Senior housing occupancy decreased 1.3 percentage points in the fourth quarter of 2020 to 80.7 percent, a record low, according to new data from NIC MAP® Data Service (NIC MAP) provided by the National Investment Center for Seniors Housing & Care (NIC).

Since the first quarter of 2020 when the COVID-19 pandemic began, occupancy fell by 6.8 percentage points.

“Senior housing occupancy declines were less pronounced in the fourth quarter than the previous two quarters, though the fourth quarter decline is still quite large from a historic perspective,” said NIC’s chief economist, Beth Burnham Mace. “The surge in COVID-19 cases following Thanksgiving and Christmas suggests further disruption lies ahead. That said, the recent distribution of the vaccines should soon provide some relief.”

NIC data show large disparities between occupancy rates across metropolitan markets. For instance, San Jose, Calif. (88.5 percent), San Francisco (86.9 percent), and Seattle (84.8 percent) had the highest occupancy rates of the 31 metropolitan markets that make up NIC MAP’s Primary Markets, while Houston (73.5 percent), Cleveland (76.6 percent), and Miami (76.7 percent) recorded the lowest.

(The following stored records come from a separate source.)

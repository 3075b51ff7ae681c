//! Géométrie d'un volume monté et état d'allocation

use byteorder::{ByteOrder, LittleEndian};

use crate::{BootSector, FatType};

/// Emplacement du répertoire racine
#[derive(Debug, Clone, Copy, PartialEq, Eq)]
pub enum RootDir {
    /// FAT12/16 : zone fixe juste avant le cluster 2
    Fixed { first_sector: u32, entries: u16 },
    /// FAT32 : chaîne de clusters ordinaire
    Cluster(u32),
}

/// Descripteur du système de fichiers monté. Tous les numéros de secteur
/// sont absolus (début de partition inclus).
#[derive(Debug, Clone)]
pub struct Volume {
    pub fat_type: FatType,
    pub bytes_per_sector: u32,
    pub sectors_per_cluster: u32,
    pub reserved_sectors: u32,
    pub fat_count: u8,
    pub sectors_per_fat: u32,
    pub fat_start: u32,
    pub data_start: u32,
    pub root: RootDir,
    pub cluster_count: u32,
    /// Seule FAT à écrire quand le miroir FAT32 est désactivé
    pub active_fat: Option<u8>,
    pub fs_info_sector: Option<u32>,
    pub(crate) free_clusters: Option<u32>,
    pub(crate) next_free: u32,
    pub(crate) fs_info_dirty: bool,
}

impl Volume {
    pub fn from_boot_sector(bs: &BootSector, partition_start: u32) -> Self {
        let fat_type = bs.fat_type();
        let root = match fat_type {
            FatType::Fat32 => RootDir::Cluster(bs.root_cluster),
            _ => RootDir::Fixed {
                first_sector: partition_start + bs.first_root_dir_sector(),
                entries: bs.root_entry_count,
            },
        };

        let (active_fat, fs_info_sector) = match fat_type {
            FatType::Fat32 => {
                // bit 7 : miroir désactivé, bits 0-3 : FAT active
                let active = (bs.ext_flags & 0x80 != 0).then_some((bs.ext_flags & 0x0f) as u8);
                let fs_info = (bs.fs_info != 0 && bs.fs_info != 0xFFFF
                    && (bs.fs_info as u32) < bs.reserved_sector_count as u32)
                    .then_some(partition_start + bs.fs_info as u32);
                (active, fs_info)
            }
            _ => (None, None),
        };

        Self {
            fat_type,
            bytes_per_sector: bs.bytes_per_sector as u32,
            sectors_per_cluster: bs.sectors_per_cluster as u32,
            reserved_sectors: bs.reserved_sector_count as u32,
            fat_count: bs.num_fats,
            sectors_per_fat: bs.fat_size(),
            fat_start: partition_start + bs.first_fat_sector(),
            data_start: partition_start + bs.first_data_sector(),
            root,
            cluster_count: bs.cluster_count(),
            active_fat: active_fat.filter(|&a| a < bs.num_fats),
            fs_info_sector,
            free_clusters: None,
            next_free: 2,
            fs_info_dirty: false,
        }
    }

    /// Taille d'un cluster en octets
    pub fn cluster_size(&self) -> u32 {
        self.bytes_per_sector * self.sectors_per_cluster
    }

    pub fn first_sector_of_cluster(&self, cluster: u32) -> u32 {
        self.data_start + (cluster - 2) * self.sectors_per_cluster
    }

    /// Dernier numéro de cluster utilisable
    pub fn max_cluster(&self) -> u32 {
        self.cluster_count + 1
    }

    pub fn is_data_cluster(&self, cluster: u32) -> bool {
        cluster >= 2 && cluster <= self.max_cluster()
    }

    /// Taille des données en octets
    pub fn size(&self) -> u64 {
        self.cluster_count as u64 * self.cluster_size() as u64
    }

    /// Compteur de clusters libres, approximatif, `None` si inconnu
    pub fn free_clusters(&self) -> Option<u32> {
        self.free_clusters
    }

    pub fn next_free_hint(&self) -> u32 {
        self.next_free
    }

    pub(crate) fn set_free_clusters(&mut self, free: u32) {
        if self.free_clusters != Some(free) {
            self.free_clusters = Some(free);
            self.fs_info_dirty = true;
        }
    }

    pub(crate) fn set_next_free(&mut self, cluster: u32) {
        let cluster = if self.is_data_cluster(cluster) { cluster } else { 2 };
        if self.next_free != cluster {
            self.next_free = cluster;
            self.fs_info_dirty = true;
        }
    }

    /// Prend en compte un secteur FSInfo lu au montage
    pub(crate) fn apply_fs_info(&mut self, info: FsInfo) {
        if let Some(free) = info.free_count.filter(|&f| f <= self.cluster_count) {
            self.free_clusters = Some(free);
        }
        if let Some(next) = info.next_free.filter(|&n| self.is_data_cluster(n)) {
            self.next_free = next;
        }
    }
}

const FSINFO_LEAD_SIG: u32 = 0x4161_5252;
const FSINFO_STRUC_SIG: u32 = 0x6141_7272;
const FSINFO_TRAIL_SIG: u32 = 0xAA55_0000;
const FSINFO_UNKNOWN: u32 = 0xFFFF_FFFF;

/// Secteur FSInfo de FAT32
#[derive(Debug, Clone, Copy, PartialEq, Eq)]
pub struct FsInfo {
    pub free_count: Option<u32>,
    pub next_free: Option<u32>,
}

impl FsInfo {
    pub fn parse(sector: &[u8]) -> Option<Self> {
        if sector.len() < 512
            || LittleEndian::read_u32(&sector[0..4]) != FSINFO_LEAD_SIG
            || LittleEndian::read_u32(&sector[484..488]) != FSINFO_STRUC_SIG
            || LittleEndian::read_u32(&sector[508..512]) != FSINFO_TRAIL_SIG
        {
            return None;
        }

        let known = |v: u32| (v != FSINFO_UNKNOWN).then_some(v);
        Some(Self {
            free_count: known(LittleEndian::read_u32(&sector[488..492])),
            next_free: known(LittleEndian::read_u32(&sector[492..496])),
        })
    }

    /// Réécrit les deux compteurs sans toucher aux signatures
    pub fn encode_counters(&self, sector: &mut [u8]) {
        LittleEndian::write_u32(&mut sector[488..492], self.free_count.unwrap_or(FSINFO_UNKNOWN));
        LittleEndian::write_u32(&mut sector[492..496], self.next_free.unwrap_or(FSINFO_UNKNOWN));
    }
}
// Construction d'images FAT en mémoire pour les tests
#![allow(dead_code)]

use sdfat::MemoryDevice;

#[derive(Debug, Clone, Copy)]
pub struct Geometry {
    pub sectors_per_cluster: u8,
    pub reserved: u16,
    pub fats: u8,
    pub root_entries: u16,
    pub sectors_per_fat: u32,
    pub total_sectors: u32,
    pub fat32: bool,
}

impl Geometry {
    /// 2 secteurs réservés, 1 FAT de 4 secteurs, clusters de 4 secteurs
    /// (~1000 clusters, donc FAT12)
    pub fn small() -> Self {
        Self {
            sectors_per_cluster: 4,
            reserved: 2,
            fats: 1,
            root_entries: 512,
            sectors_per_fat: 4,
            total_sectors: 4096,
            fat32: false,
        }
    }

    /// Clusters d'un secteur, racine de 16 entrées
    pub fn tiny_root() -> Self {
        Self {
            sectors_per_cluster: 1,
            reserved: 1,
            fats: 2,
            root_entries: 16,
            sectors_per_fat: 2,
            total_sectors: 300,
            fat32: false,
        }
    }

    pub fn fat16() -> Self {
        Self {
            sectors_per_cluster: 1,
            reserved: 1,
            fats: 2,
            root_entries: 512,
            sectors_per_fat: 78,
            total_sectors: 20_000,
            fat32: false,
        }
    }

    pub fn fat32() -> Self {
        Self {
            sectors_per_cluster: 1,
            reserved: 32,
            fats: 2,
            root_entries: 0,
            sectors_per_fat: 546,
            total_sectors: 70_000,
            fat32: true,
        }
    }

    pub fn data_start(&self) -> u32 {
        let root_sectors = (self.root_entries as u32 * 32).div_ceil(512);
        self.reserved as u32 + self.fats as u32 * self.sectors_per_fat + root_sectors
    }

    pub fn cluster_count(&self) -> u32 {
        (self.total_sectors - self.data_start()) / self.sectors_per_cluster as u32
    }
}

/// Formate un volume sans table de partitions
pub fn format(g: &Geometry) -> Vec<u8> {
    let mut data = vec![0u8; g.total_sectors as usize * 512];
    let bs = &mut data[..512];

    bs[0..3].copy_from_slice(&[0xEB, 0x3C, 0x90]);
    bs[3..11].copy_from_slice(b"MSWIN4.1");
    bs[11..13].copy_from_slice(&512u16.to_le_bytes());
    bs[13] = g.sectors_per_cluster;
    bs[14..16].copy_from_slice(&g.reserved.to_le_bytes());
    bs[16] = g.fats;
    bs[17..19].copy_from_slice(&g.root_entries.to_le_bytes());
    if g.total_sectors < 0x10000 && !g.fat32 {
        bs[19..21].copy_from_slice(&(g.total_sectors as u16).to_le_bytes());
    } else {
        bs[32..36].copy_from_slice(&g.total_sectors.to_le_bytes());
    }
    bs[21] = 0xF8;
    if g.fat32 {
        bs[36..40].copy_from_slice(&g.sectors_per_fat.to_le_bytes());
        bs[44..48].copy_from_slice(&2u32.to_le_bytes());
        bs[48..50].copy_from_slice(&1u16.to_le_bytes());
        bs[50..52].copy_from_slice(&6u16.to_le_bytes());
        bs[66] = 0x29;
    } else {
        bs[22..24].copy_from_slice(&(g.sectors_per_fat as u16).to_le_bytes());
        bs[38] = 0x29;
    }
    bs[510] = 0x55;
    bs[511] = 0xAA;

    let head: &[u8] = if g.fat32 {
        // entrées 0 et 1, puis la racine (cluster 2) en fin de chaîne
        &[0xF8, 0xFF, 0xFF, 0x0F, 0xFF, 0xFF, 0xFF, 0x0F, 0xFF, 0xFF, 0xFF, 0x0F]
    } else if g.cluster_count() < 4085 {
        &[0xF8, 0xFF, 0xFF]
    } else {
        &[0xF8, 0xFF, 0xFF, 0xFF]
    };
    for fat in 0..g.fats as u32 {
        let base = (g.reserved as u32 + fat * g.sectors_per_fat) as usize * 512;
        data[base..base + head.len()].copy_from_slice(head);
    }

    if g.fat32 {
        let info = &mut data[512..1024];
        info[0..4].copy_from_slice(&0x4161_5252u32.to_le_bytes());
        info[484..488].copy_from_slice(&0x6141_7272u32.to_le_bytes());
        info[488..492].copy_from_slice(&(g.cluster_count() - 1).to_le_bytes());
        info[492..496].copy_from_slice(&3u32.to_le_bytes());
        info[508..512].copy_from_slice(&0xAA55_0000u32.to_le_bytes());
    }

    data
}

/// Place un volume derrière un MBR, dans l'entrée 0
pub fn with_mbr(volume: Vec<u8>, start: u32, kind: u8) -> Vec<u8> {
    let count = (volume.len() / 512) as u32;
    let mut data = vec![0u8; start as usize * 512];
    let entry = &mut data[0x1BE..0x1CE];
    entry[4] = kind;
    entry[8..12].copy_from_slice(&start.to_le_bytes());
    entry[12..16].copy_from_slice(&count.to_le_bytes());
    data[510] = 0x55;
    data[511] = 0xAA;
    data.extend_from_slice(&volume);
    data
}

pub fn device(g: &Geometry) -> MemoryDevice {
    MemoryDevice::from_image(format(g), 512)
}

/// Contenu déterministe pour les tests d'écriture
pub fn pattern(len: usize, seed: u8) -> Vec<u8> {
    (0..len).map(|i| (i as u8).wrapping_mul(31).wrapping_add(seed)).collect()
}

NIC said assisted living occupancy fell 1.3 percentage points to 77.7 percent in the fourth quarter, and independent living occupancy dropped 1.4 percentage points to 83.5 percent. Since March, assisted living and independent living occupancy have fallen by 7.4 and 6.2 percentage points, respectively.

“The COVID-19 pandemic has impacted move-ins and move-outs across senior living properties,” said Chuck Harry, chief operating officer of NIC. “Move-ins slowed as operators enacted moratoriums to keep residents safe and as safety protocols limited new leasing activity, while move-outs have been affected as residents moved to higher-acuity care settings.”

Separately, inventory growth slowed sharply for assisted living with 1,626 units added in the Primary Markets, the fewest since the third quarter of 2013.